Descrizione
Una annuale festa paesana, vissuta in civica obbedienza alle misure di contenimento del Covid-19, dà il là ad un intarsio di riflessioni, liberate dalla solitudine delle quarantene.
L’inatteso confronto con se stessi, dimensionati da luci ed ombre radicate; il dubbio sulla voce di una chiesa in cerca d’un linguaggio in equilibrio di tensioni, diuturnamente contesa tra gli idiomi degli Uomini e gli accenti d’Evangelo; la nostalgia di rapporti troppo a lungo disattesi si offrono come materia per un dialogo senza barricate, come pretesto per palesare il desiderio d’un incontro umano e come bussola per orientare il progredire d’un cammino tra donne e uomini riconosciuti compagni dell’unico viaggio, in una relazione nella quale si è, a turno, maestro e discepolo.
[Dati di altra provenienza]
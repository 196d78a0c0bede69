//! # Cachet REST
//!
//! Admin HTTP API using Axum: health probes plus cache statistics,
//! invalidation and warm-up endpoints.

pub mod controllers;
pub mod middleware;
pub mod responses;
pub mod router;
pub mod state;

pub use router::*;
pub use state::*;
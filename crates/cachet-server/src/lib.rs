//! # Cachet Server Library
//!
//! Wiring for the Cachet server: store selection, warm-up seeding,
//! telemetry and startup output.

pub mod app;
pub mod seed;
pub mod startup;
pub mod telemetry;
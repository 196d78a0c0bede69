//! Health check controller.

use crate::state::AppState;
use axum::{extract::State, http::StatusCode, response::IntoResponse, routing::get, Json, Router};
use serde::Serialize;

/// Health check response.
#[derive(Debug, Serialize)]
pub struct HealthResponse {
    /// Health status.
    pub status: String,
    /// Application version.
    pub version: String,
}

/// Readiness response.
#[derive(Debug, Serialize)]
pub struct ReadinessResponse {
    /// `ready` or `degraded`.
    pub status: &'static str,
    /// Whether the backing store answered a ping.
    pub store: bool,
}

/// Creates the health router.
pub fn router() -> Router<AppState> {
    Router::new()
        .route("/health", get(health_check))
        .route("/ready", get(readiness_check))
        .route("/live", get(liveness_check))
}

/// Health check endpoint.
pub async fn health_check() -> impl IntoResponse {
    Json(HealthResponse {
        status: "healthy".to_string(),
        version: env!("CARGO_PKG_VERSION").to_string(),
    })
}

/// Readiness check endpoint. Returns 503 while the backing store is
/// unreachable; the cache keeps serving in degraded mode regardless.
pub async fn readiness_check(State(state): State<AppState>) -> impl IntoResponse {
    let store = state.cache.ping().await;
    let (status_code, status) = if store {
        (StatusCode::OK, "ready")
    } else {
        (StatusCode::SERVICE_UNAVAILABLE, "degraded")
    };

    (status_code, Json(ReadinessResponse { status, store }))
}

/// Liveness check endpoint.
pub async fn liveness_check() -> impl IntoResponse {
    StatusCode::OK
}
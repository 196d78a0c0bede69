//! Value serialization and payload compression.
//!
//! Values are encoded with a [`Codec`] and then optionally gzip-compressed.
//! Compressed payloads are recognized on read by the gzip magic header, so no
//! extra framing byte is stored next to the value.

use crate::error::{CacheError, CacheResult};
use flate2::read::GzDecoder;
use flate2::write::GzEncoder;
use flate2::Compression;
use serde::de::DeserializeOwned;
use serde::Serialize;
use std::io::{Read, Write};

/// Gzip member header.
const GZIP_MAGIC: [u8; 2] = [0x1f, 0x8b];

/// Turns typed values into bytes for the store and back.
pub trait Codec: Send + Sync + 'static {
    /// Encodes a value.
    fn encode<T: Serialize + ?Sized>(&self, value: &T) -> CacheResult<Vec<u8>>;

    /// Decodes a value previously produced by [`Codec::encode`].
    fn decode<T: DeserializeOwned>(&self, bytes: &[u8]) -> CacheResult<T>;
}

/// JSON codec backed by `serde_json`.
#[derive(Debug, Clone, Copy, Default)]
pub struct JsonCodec;

impl Codec for JsonCodec {
    fn encode<T: Serialize + ?Sized>(&self, value: &T) -> CacheResult<Vec<u8>> {
        Ok(serde_json::to_vec(value)?)
    }

    fn decode<T: DeserializeOwned>(&self, bytes: &[u8]) -> CacheResult<T> {
        Ok(serde_json::from_slice(bytes)?)
    }
}

/// Compresses `bytes` when requested and larger than `threshold`.
pub fn pack(bytes: Vec<u8>, compress: bool, threshold: usize) -> CacheResult<Vec<u8>> {
    if !compress || bytes.len() <= threshold {
        return Ok(bytes);
    }

    let mut encoder = GzEncoder::new(Vec::with_capacity(bytes.len() / 2), Compression::default());
    encoder.write_all(&bytes).map_err(CacheError::Compression)?;
    encoder.finish().map_err(CacheError::Compression)
}

/// Reverses [`pack`]. Payloads without the gzip header are returned as is.
pub fn unpack(bytes: Vec<u8>) -> CacheResult<Vec<u8>> {
    if !is_compressed(&bytes) {
        return Ok(bytes);
    }

    let mut out = Vec::with_capacity(bytes.len() * 2);
    GzDecoder::new(bytes.as_slice())
        .read_to_end(&mut out)
        .map_err(CacheError::Compression)?;
    Ok(out)
}

/// Checks for the gzip magic header.
#[must_use]
pub fn is_compressed(bytes: &[u8]) -> bool {
    bytes.starts_with(&GZIP_MAGIC)
}
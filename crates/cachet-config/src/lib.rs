//! # Cachet Config
//!
//! Configuration management for Cachet.
//! Supports layered configuration from files, environment variables,
//! and runtime refresh.

mod app_config;
mod loader;
mod validation;

pub use app_config::*;
pub use loader::*;
pub use validation::*;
Redatti, in parte, su richiesta di una comunità per celebrare una festa civile e religiosa e stesi di getto ex abundantia cordis a personale utilizzo per altre parti, queste riflessioni si sono via via alimentate di speranza: virtù vitale quando si schiude alle relazioni, protendendosi ad un orizzonte comune in grado di autenticare la memoria, sottraendola alla retorica. Di generi tra loro disuguali, i pensieri qui raccolti non vogliono conchiudersi in confini definitori. Rischiano così l’uscita, esponendosi ai risvolti della condivisione, nel ritmo di una canzone aperta.